Einmal, da absorbierte das keine Bauma im Zürioberland wahrscheinlich alle ferrophile Energie aus einem weiten Umkreis, fast wie ein erloschener Stern im Weltall. Denn es wurde an diesem Wochenende noch parallel ein Fremo-Treffen in einem anderen Schulhaus im Ort durchgeführt. Ansonsten war die Veranstaltung eigentlich darauf ausgerichtet, dass die Branche der Kleinserienhersteller ihre Produkte präsentieren können. Modellbahnanlagen hatten keine Priorität, wahrscheinlich hätte es auch am entsprechenden Platz gemangelt, herrschte doch auch so oft ein Gedränge in den Korridoren des Schulhauses; vergleichbar mit der Neunuhrpause an einem Wochentag ausserhalb der Ferienzeit. Das Publikum ist an der Plattform der Kleinserie einfach etwas älter und bewegt sich schwerfälliger. Nichtsdestotrotz haben sich hin und wieder ganz ansehnliche Modellbahnanlagen an diese Veranstaltung verirrt.

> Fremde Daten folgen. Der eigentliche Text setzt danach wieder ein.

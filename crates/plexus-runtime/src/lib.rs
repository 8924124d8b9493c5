//! # Plexus Runtime
//!
//! The host side of Plexus: the [`Supervisor`] that owns every plugin
//! lifecycle and the routing loop, the per-mode loaders, configuration,
//! and logging.
//!
//! ## Lifecycle
//!
//! ```text
//! load ──▶ init ──▶ start ──▶ running ──▶ (cancel) ──▶ stop ──▶ unload
//! ```
//!
//! The supervisor drives this machine for every configured plugin, either
//! directly (in-process dynamic libraries) or across the RPC tunnel
//! (subprocess plugins).
//!
//! ## Embedding
//!
//! ```rust,ignore
//! use plexus_runtime::{config, run};
//!
//! #[tokio::main]
//! async fn main() -> std::process::ExitCode {
//!     let config = match config::load_config(None) {
//!         Ok(config) => config,
//!         Err(e) => {
//!             eprintln!("{e}");
//!             return std::process::ExitCode::FAILURE;
//!         }
//!     };
//!     match run(config).await {
//!         Ok(()) => std::process::ExitCode::SUCCESS,
//!         Err(_) => std::process::ExitCode::FAILURE,
//!     }
//! }
//! ```

pub mod config;
pub mod error;
pub mod loader;
pub mod logging;
pub mod supervisor;

use tokio::signal;
use tracing::{error, info};

pub use config::{LogLevel, PluginMode, PluginSpec, RunMode, ServiceConfig};
pub use error::{HostError, HostResult};
pub use loader::{BoxedHandle, PluginHandle};
pub use supervisor::{Supervisor, SupervisorHandle};

use plexus_core::{Envelope, Payload, SERVICE_MAILBOX};

/// Brings the service up and drives it to completion.
///
/// Installs logging at the configured level (unless a subscriber is
/// already set), loads and starts every plugin, wires Ctrl-C/SIGTERM to a
/// soft stop, and then either runs the routing loop (service mode) or
/// tears down after the plugins finish (job mode).
pub async fn run(config: ServiceConfig) -> HostResult<()> {
    logging::init_at(config.log_level);

    let mut supervisor = Supervisor::new(config);
    run_supervisor(&mut supervisor).await
}

/// [`run`] for a supervisor the embedder already customized (builtins,
/// pre-registered state).
pub async fn run_supervisor(supervisor: &mut Supervisor) -> HostResult<()> {
    info!("initializing service");
    supervisor.init().await?;

    tokio::spawn(watch_signals(supervisor.handle()));

    info!("starting plugins");
    supervisor.start().await?;

    match supervisor.run_mode() {
        RunMode::Service => supervisor.route().await,
        RunMode::Job => supervisor.shutdown().await,
    }
}

/// Turns Ctrl-C (and SIGTERM on unix) into a soft-stop control message.
async fn watch_signals(handle: SupervisorHandle) {
    wait_for_shutdown_signal().await;
    let stop = Envelope::oneway(SERVICE_MAILBOX, Payload::ServiceStop {
        force: false,
        error: None,
    });
    if handle.send(stop).await.is_err() {
        error!("supervisor already gone, cannot deliver stop");
    }
}

async fn wait_for_shutdown_signal() {
    #[cfg(unix)]
    {
        let mut sigterm = match signal::unix::signal(signal::unix::SignalKind::terminate()) {
            Ok(sigterm) => sigterm,
            Err(e) => {
                error!(error = %e, "failed to register SIGTERM handler");
                let _ = signal::ctrl_c().await;
                return;
            }
        };
        tokio::select! {
            _ = signal::ctrl_c() => info!("received Ctrl-C, shutting down"),
            _ = sigterm.recv() => info!("received SIGTERM, shutting down"),
        }
    }

    #[cfg(not(unix))]
    {
        let _ = signal::ctrl_c().await;
        info!("received Ctrl-C, shutting down");
    }
}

Der Grund, warum man diesen nur bedingt zentralen Ort für die jährlich wiederkehrende Veranstaltung gewählt hat, war dem Umstand geschuldet, dass der Dampfbahn-Verein Zürcher Oberland ebenfalls in Bauma zuhause ist und von dort eine wunderschöne Museumsstrecke durch die Zürcher Oberländer Hügel nach Hinwil betreibt. Über viele Jahre bot der DVZO parallel zur Plattform der Kleinserie ein spezielles Programm an. An diesen Wochenenden waren nicht selten auch andere Museumsbahnen zu Gast, und es wurde im Tösstal und zwischen Bauma, Bäretswil und dem oberen Glatttal aus dem vollen geschöpft. Mein Programm bestand an diesem Wochenenden oft aus „Plattform der Kleinserie“ am Freitagabend und Museumsbahn an einem der beiden folgenden Tage.

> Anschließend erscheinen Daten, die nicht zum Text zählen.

//! Mailboxes: bounded FIFO queues of envelopes, addressed by plugin name.
//!
//! The [`MailboxRegistry`] is owned by the supervisor. A mailbox is created
//! when its plugin loads and removed when it unloads; the distinguished
//! [`SERVICE_MAILBOX`] is the supervisor's own inbox, created at startup and
//! kept until shutdown.
//!
//! Each mailbox has exactly one consumer: the owning plugin claims the
//! receiver once via [`Mailbox::take_receiver`]. Senders are handed out
//! freely; a send into a full mailbox suspends, which is the only
//! backpressure mechanism in the fabric.

use std::collections::HashMap;
use std::sync::Arc;

use parking_lot::{Mutex, RwLock};
use tokio::sync::mpsc;
use tracing::debug;

use crate::envelope::Envelope;
use crate::error::{MailboxError, MailboxResult};

/// Name of the supervisor's own mailbox.
pub const SERVICE_MAILBOX: &str = "common";

/// Capacity used when a plugin spec does not override it.
pub const DEFAULT_MAILBOX_CAPACITY: usize = 1000;

// =============================================================================
// Mailbox
// =============================================================================

/// A bounded FIFO queue of envelopes. Capacity is frozen at creation.
pub struct Mailbox {
    name: String,
    capacity: usize,
    tx: mpsc::Sender<Envelope>,
    rx: Mutex<Option<mpsc::Receiver<Envelope>>>,
}

impl Mailbox {
    fn new(name: impl Into<String>, capacity: usize) -> Self {
        let (tx, rx) = mpsc::channel(capacity);
        Self {
            name: name.into(),
            capacity,
            tx,
            rx: Mutex::new(Some(rx)),
        }
    }

    /// The mailbox name (a plugin name, or [`SERVICE_MAILBOX`]).
    pub fn name(&self) -> &str {
        &self.name
    }

    /// The capacity frozen at creation.
    pub fn capacity(&self) -> usize {
        self.capacity
    }

    /// Returns a sender into this mailbox.
    pub fn sender(&self) -> mpsc::Sender<Envelope> {
        self.tx.clone()
    }

    /// Claims the consuming end. Returns `None` if it was already claimed.
    pub fn take_receiver(&self) -> Option<mpsc::Receiver<Envelope>> {
        self.rx.lock().take()
    }

    /// Enqueues an envelope, suspending while the mailbox is full.
    pub async fn send(&self, envelope: Envelope) -> MailboxResult<()> {
        self.tx
            .send(envelope)
            .await
            .map_err(|_| MailboxError::Closed {
                name: self.name.clone(),
            })
    }

    /// Enqueues an envelope without suspending.
    pub fn try_send(&self, envelope: Envelope) -> MailboxResult<()> {
        self.tx.try_send(envelope).map_err(|e| match e {
            mpsc::error::TrySendError::Full(_) => MailboxError::Full {
                name: self.name.clone(),
            },
            mpsc::error::TrySendError::Closed(_) => MailboxError::Closed {
                name: self.name.clone(),
            },
        })
    }
}

impl std::fmt::Debug for Mailbox {
    fn fmt(&self, f: &mut std::fmt::Formatter<'_>) -> std::fmt::Result {
        f.debug_struct("Mailbox")
            .field("name", &self.name)
            .field("capacity", &self.capacity)
            .finish()
    }
}

// =============================================================================
// MailboxRegistry
// =============================================================================

/// Process-wide mapping from plugin name to mailbox.
///
/// Mutated only by the supervisor during load/unload; all other access is
/// read-only lookups.
pub struct MailboxRegistry {
    inner: RwLock<HashMap<String, Arc<Mailbox>>>,
}

impl MailboxRegistry {
    /// Creates a registry with the service mailbox already present.
    pub fn new() -> Self {
        let registry = Self {
            inner: RwLock::new(HashMap::new()),
        };
        registry.get_or_create(SERVICE_MAILBOX, None);
        registry
    }

    /// Returns the mailbox for `name`, creating it if absent.
    ///
    /// `capacity` applies only on creation; an existing mailbox keeps the
    /// capacity it was created with.
    pub fn get_or_create(&self, name: &str, capacity: Option<usize>) -> Arc<Mailbox> {
        if let Some(mailbox) = self.lookup(name) {
            return mailbox;
        }
        let mut inner = self.inner.write();
        Arc::clone(inner.entry(name.to_string()).or_insert_with(|| {
            let capacity = capacity.unwrap_or(DEFAULT_MAILBOX_CAPACITY);
            debug!(mailbox = %name, capacity, "mailbox created");
            Arc::new(Mailbox::new(name, capacity))
        }))
    }

    /// Looks up a mailbox by name.
    pub fn lookup(&self, name: &str) -> Option<Arc<Mailbox>> {
        self.inner.read().get(name).cloned()
    }

    /// Whether a mailbox with this name exists.
    pub fn contains(&self, name: &str) -> bool {
        self.inner.read().contains_key(name)
    }

    /// Removes a mailbox. The queue closes once every outstanding sender
    /// is dropped; the supervisor guarantees no in-flight sends by
    /// unloading in order (cancel, stop, then remove).
    pub fn remove(&self, name: &str) -> bool {
        let removed = self.inner.write().remove(name).is_some();
        if removed {
            debug!(mailbox = %name, "mailbox removed");
        }
        removed
    }

    /// Names of all current mailboxes.
    pub fn names(&self) -> Vec<String> {
        self.inner.read().keys().cloned().collect()
    }
}

impl Default for MailboxRegistry {
    fn default() -> Self {
        Self::new()
    }
}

Mit dem Umbau des Bahnhofs in Bauma auf S-Bahn-Standard - was mit der Reduktion des Gleisplans und dem Entfernten von zahlreichen Weichenverbindungen und der Steuerung der verbliebenen von weit her verbunden war - konnte ein erweiterter Museumsbahn-Betrieb in diesem Umfang nicht mehr durchgeführt werden. Auch wenn ich beiden Veranstaltungen separat besuchte, finde ich doch den Wegfall dieses Musemsbahn-Anlasses doch auch schade.

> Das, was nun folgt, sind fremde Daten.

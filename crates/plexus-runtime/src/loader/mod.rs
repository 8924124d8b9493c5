//! Plugin loaders: one per hosting mode, behind a common lifecycle trait.
//!
//! The supervisor talks to every plugin through [`PluginHandle`]; whether
//! the plugin lives in a dynamic library inside this process or behind an
//! RPC tunnel in a child process is the loader's business.

pub mod inproc;
pub mod subproc;

use std::path::{Path, PathBuf};

use async_trait::async_trait;

use crate::error::HostResult;
use plexus_core::{JsonMap, PluginIo};

/// Lifecycle surface the supervisor drives for each loaded plugin.
///
/// `start` must not block: loaders launch the plugin's start on a
/// background task and report its eventual return as a `start_error`
/// envelope on the service mailbox.
#[async_trait]
pub trait PluginHandle: Send + Sync {
    /// The plugin's resolved name (equals its declared type after a
    /// successful load).
    fn name(&self) -> &str;

    /// Configures the plugin.
    async fn init(&self, config: &JsonMap) -> HostResult<()>;

    /// Hands the plugin its mailbox pair and cancellation token and sets
    /// it running in the background.
    async fn start(&self, io: PluginIo) -> HostResult<()>;

    /// Stops the plugin and releases its resources.
    async fn stop(&self) -> HostResult<()>;
}

/// A boxed plugin handle.
pub type BoxedHandle = Box<dyn PluginHandle>;

// =============================================================================
// Discovery
// =============================================================================

/// Finds the dynamic library for plugin `name` under `path`.
///
/// A file path is taken as-is. In a directory, `<name>.so.<N>` with the
/// highest decimal `N` wins; plain `<name>.so` is selected only when no
/// versioned file exists.
pub fn find_latest_library(name: &str, path: &Path) -> Option<PathBuf> {
    if path.is_file() {
        return Some(path.to_path_buf());
    }
    let prefix = format!("{name}.so");
    let mut plain: Option<PathBuf> = None;
    let mut best: Option<(i64, PathBuf)> = None;
    for entry in path.read_dir().ok()? {
        let Ok(entry) = entry else { continue };
        let file_name = entry.file_name();
        let Some(file_name) = file_name.to_str() else {
            continue;
        };
        if file_name == prefix {
            plain = Some(entry.path());
        } else if let Some(version) = file_name
            .strip_prefix(&prefix)
            .and_then(|rest| rest.strip_prefix('.'))
            .and_then(|v| v.parse::<i64>().ok())
            && best.as_ref().is_none_or(|(b, _)| version > *b)
        {
            best = Some((version, entry.path()));
        }
    }
    best.map(|(_, p)| p).or(plain)
}

/// Finds the executable for a subprocess plugin.
///
/// A bare `<name>` file in the directory wins; otherwise the `.so`
/// versioning scheme applies, so the same layout serves both modes.
pub fn find_plugin_binary(name: &str, path: &Path) -> Option<PathBuf> {
    if path.is_file() {
        return Some(path.to_path_buf());
    }
    let bare = path.join(name);
    if bare.is_file() {
        return Some(bare);
    }
    find_latest_library(name, path)
}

Doch was schreibe ich da? Ich habe beide Veranstaltungen nur als reiner Konsument besucht. Mir ist durchaus bewusst, dass solche Veranstaltungen mit einem immensen personellen Aufwand verbunden sind, und dass bei Weitem nicht alle Aufwendungen auf das Publikum abgewälzt werden können. Jetzt auf die Tränendrüsen zu drücken und mich darüber zu beklagen, dass Andere für mein Vergnügen einen Teil ihrer Freizeit opferten, wäre falsch. Tja, Bauma als Mekka der Ferrophilen wird definitiv Geschichte sein, in zwei Jahren soll es wieder eine ähnliche Ausstellung geben, allerdings in Balsthal. Ich werde mit grösster Wahrscheinlich vorbeischauen. Und den DVZO besuche ich mindest einmal jährlich ebenfalls als zahlender Konsument; bevorzugt, wenn etwas ausserordentliches geboten wird. Ich möchte an dieser Stelle all den Leuten herzlich danken, welche mir in den vergangenen Jahren immer schöne und unvergessliche Wochenenden im Zürioberland ermöglicht haben. Egal, ob im Original, oder auf eine Wohnzimmer-kompatible Grösse geschrumpft. Danke Euch allen!